__Provided records__.
• • • • •

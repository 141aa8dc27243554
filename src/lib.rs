//! # bitbound — binding resolution and bit-buffer string decoding
//!
//! The resolution-and-decoding core of a declarative binary-format framework.
//! A format is described as nested *bound fields*; fields decoded earlier are
//! tracked in a chain of lexical scopes so that later fields can compute
//! their own size, presence, or validity from them through an embedded
//! expression language. Two pieces live here:
//!
//! - **Binding resolution graph** ([`scope`], [`binding`]): scopes holding
//!   [`Binding`]s, [`Reference`]s produced by name lookup (including the
//!   reserved `outer` name, indexed access, and polymorphic fan-out), and
//!   [`Resolver`]s that supply the live decoded instance at evaluation time.
//! - **Bit-buffer string codec** ([`bitbuf`], [`text`], [`codec`]):
//!   fixed-length and null-terminated string decoding straight from a
//!   bit-addressable buffer, with encoding-aware terminator detection and
//!   optional post-decode match validation.
//!
//! The schema front-end that builds bound-field trees and the expression
//! parser are external collaborators: the former supplies
//! `(name, types, accessor)` tuples that become [`Binding`]s, the latter is
//! consumed through the [`Expression`] trait.
//!
//! ## Example
//!
//! ```
//! use bitbound::{
//!     Binding, Charset, Resolver, Scopes, SliceBitBuffer, StringCodec, TypeTag, Value,
//! };
//! use std::sync::Arc;
//!
//! // A structure with a `len` field followed by a string of `len` bytes.
//! let mut scopes = Scopes::new();
//! let scope = scopes.create(None);
//! scopes.register(scope, Binding::field("len", TypeTag::Uint)).unwrap();
//!
//! let mut container = indexmap::IndexMap::new();
//! container.insert("len".to_string(), Value::U8(3));
//! let container = Value::Struct(container);
//!
//! let length = Arc::new(scopes.resolve(scope, "len").unwrap());
//! let codec = StringCodec::fixed(length, Charset::Ascii);
//!
//! let mut buf = SliceBitBuffer::new(b"abc...");
//! let resolver = Resolver::new(&scopes, scope, Some(&container));
//! assert_eq!(codec.decode(&mut buf, &resolver).unwrap(), "abc");
//! ```

pub mod binding;
pub mod bitbuf;
pub mod codec;
pub mod error;
pub mod expr;
pub mod scope;
pub mod text;
pub mod value;

pub use binding::{Accessor, Binding};
pub use bitbuf::{BitBuffer, ByteView, SliceBitBuffer, Underflow};
pub use codec::{decode_fixed, decode_null_terminated, Match, StringCodec};
pub use error::BindError;
pub use expr::{Const, Expression};
pub use scope::{Reference, Resolver, ScopeId, Scopes, OUTER};
pub use text::{Charset, TextDecoder};
pub use value::{TypeTag, Value};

• • • • •

__The task__. When the entries above show the word "Charset" in a line, copy that line out.

__Task solution__.
//!     Binding, Charset, Resolver, Scopes, SliceBitBuffer, StringCodec, TypeTag, Value,
//! let codec = StringCodec::fixed(length, Charset::Ascii);
pub use text::{Charset, TextDecoder};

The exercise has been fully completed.